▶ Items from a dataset
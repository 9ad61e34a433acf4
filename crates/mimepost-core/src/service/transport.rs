//! Transport contract and the SMTP implementation.
//!
//! A transport receives a fully built message and delivers it to the
//! envelope recipients. It owns connection setup, authentication and
//! timeouts; the dispatcher never retries.

use std::future::Future;
use std::time::Duration;

use lettre::transport::smtp::authentication::{Credentials as SmtpCredentials, Mechanism};
use lettre::{AsyncSmtpTransport, AsyncTransport, Tokio1Executor};
use tracing::{debug, error};

use crate::config::Security;

/// Default time allowed for each SMTP command.
const DEFAULT_TIMEOUT: Duration = Duration::from_secs(60);

/// Errors that can occur during delivery.
#[derive(Debug, thiserror::Error)]
pub enum TransportError {
    /// An envelope address could not be parsed.
    #[error("Invalid address: {0}")]
    InvalidAddress(String),

    /// Connecting, TLS or authentication failed.
    #[error("Connection failed: {0}")]
    Connection(String),

    /// The server replied with a transient (4xx) error.
    #[error("Transient SMTP error: {0}")]
    Transient(String),

    /// The server replied with a permanent (5xx) error.
    #[error("Permanent SMTP error: {0}")]
    Permanent(String),
}

impl TransportError {
    /// Returns true if the same delivery may succeed later.
    #[must_use]
    pub const fn is_retryable(&self) -> bool {
        matches!(self, Self::Connection(_) | Self::Transient(_))
    }
}

/// SMTP server location.
#[derive(Debug, Clone, PartialEq, Eq)]
pub struct Endpoint {
    /// Server hostname.
    pub host: String,
    /// Server port.
    pub port: u16,
    /// Connection security.
    pub security: Security,
}

impl std::fmt::Display for Endpoint {
    fn fmt(&self, f: &mut std::fmt::Formatter<'_>) -> std::fmt::Result {
        write!(f, "{}:{}", self.host, self.port)
    }
}

/// SMTP AUTH PLAIN credentials.
#[derive(Clone, PartialEq, Eq)]
pub struct Credentials {
    /// Username (the sender address).
    pub username: String,
    /// Secret.
    pub secret: String,
}

impl std::fmt::Debug for Credentials {
    fn fmt(&self, f: &mut std::fmt::Formatter<'_>) -> std::fmt::Result {
        f.debug_struct("Credentials")
            .field("username", &self.username)
            .field("secret", &"[REDACTED]")
            .finish()
    }
}

/// Delivery envelope: `MAIL FROM` plus one `RCPT TO` per recipient.
#[derive(Debug, Clone, PartialEq, Eq)]
pub struct Envelope {
    /// Envelope sender.
    pub from: String,
    /// Envelope recipients, in order.
    pub recipients: Vec<String>,
}

impl Envelope {
    fn to_lettre(&self) -> Result<lettre::address::Envelope, TransportError> {
        let parse = |addr: &str| {
            addr.parse::<lettre::Address>()
                .map_err(|e| TransportError::InvalidAddress(format!("{addr}: {e}")))
        };

        let from = parse(&self.from)?;
        let recipients = self
            .recipients
            .iter()
            .map(|addr| parse(addr))
            .collect::<Result<Vec<_>, _>>()?;

        lettre::address::Envelope::new(Some(from), recipients)
            .map_err(|e| TransportError::InvalidAddress(e.to_string()))
    }
}

/// Delivers a raw message.
pub trait Transport: Send + Sync {
    /// Sends `message` to every envelope recipient.
    ///
    /// # Errors
    ///
    /// Returns an error if the message could not be handed to the server.
    fn send(
        &self,
        endpoint: &Endpoint,
        credentials: &Credentials,
        envelope: &Envelope,
        message: &[u8],
    ) -> impl Future<Output = Result<(), TransportError>> + Send;
}

/// SMTP transport built on `lettre`.
///
/// Every send opens its own connection; nothing is pooled.
#[derive(Debug, Clone)]
pub struct SmtpTransport {
    timeout: Option<Duration>,
}

impl Default for SmtpTransport {
    fn default() -> Self {
        Self {
            timeout: Some(DEFAULT_TIMEOUT),
        }
    }
}

impl SmtpTransport {
    /// Creates a transport with the default command timeout.
    #[must_use]
    pub fn new() -> Self {
        Self::default()
    }

    /// Sets the per-command timeout (`None` waits forever).
    #[must_use]
    pub const fn with_timeout(mut self, timeout: Option<Duration>) -> Self {
        self.timeout = timeout;
        self
    }

    fn connect(
        &self,
        endpoint: &Endpoint,
        credentials: &Credentials,
    ) -> Result<AsyncSmtpTransport<Tokio1Executor>, TransportError> {
        let builder = match endpoint.security {
            Security::Tls => AsyncSmtpTransport::<Tokio1Executor>::relay(&endpoint.host)
                .map_err(|e| TransportError::Connection(format!("SMTP TLS relay error: {e}")))?,
            Security::StartTls => {
                AsyncSmtpTransport::<Tokio1Executor>::starttls_relay(&endpoint.host).map_err(
                    |e| TransportError::Connection(format!("SMTP STARTTLS relay error: {e}")),
                )?
            }
            Security::None => AsyncSmtpTransport::<Tokio1Executor>::builder_dangerous(&endpoint.host),
        };

        let builder = builder.port(endpoint.port).timeout(self.timeout);

        // Open relays take no credentials
        let builder = if credentials.username.is_empty() {
            builder
        } else {
            builder
                .credentials(SmtpCredentials::new(
                    credentials.username.clone(),
                    credentials.secret.clone(),
                ))
                .authentication(vec![Mechanism::Plain])
        };

        Ok(builder.build())
    }
}

impl Transport for SmtpTransport {
    async fn send(
        &self,
        endpoint: &Endpoint,
        credentials: &Credentials,
        envelope: &Envelope,
        message: &[u8],
    ) -> Result<(), TransportError> {
        let lettre_envelope = envelope.to_lettre()?;
        let transport = self.connect(endpoint, credentials)?;

        debug!(
            %endpoint,
            security = endpoint.security.display_name(),
            recipients = envelope.recipients.len(),
            "sending via SMTP"
        );
        transport
            .send_raw(&lettre_envelope, message)
            .await
            .map_err(|e| {
                error!(error = %e, %endpoint, "SMTP send failed");
                map_smtp_error(&e)
            })?;

        Ok(())
    }
}

/// Map a lettre SMTP error to the appropriate `TransportError` variant.
fn map_smtp_error(error: &lettre::transport::smtp::Error) -> TransportError {
    let message = error.to_string();

    if error.is_transient() {
        TransportError::Transient(message)
    } else if error.is_permanent() {
        TransportError::Permanent(message)
    } else {
        TransportError::Connection(message)
    }
}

▶ Task item
Lines from the entries that contain the string "authentication" must be found and copied.

▶ Answer to the problem
//! envelope recipients. It owns connection setup, authentication and
use lettre::transport::smtp::authentication::{Credentials as SmtpCredentials, Mechanism};
    /// Connecting, TLS or authentication failed.
                .authentication(vec![Mechanism::Plain])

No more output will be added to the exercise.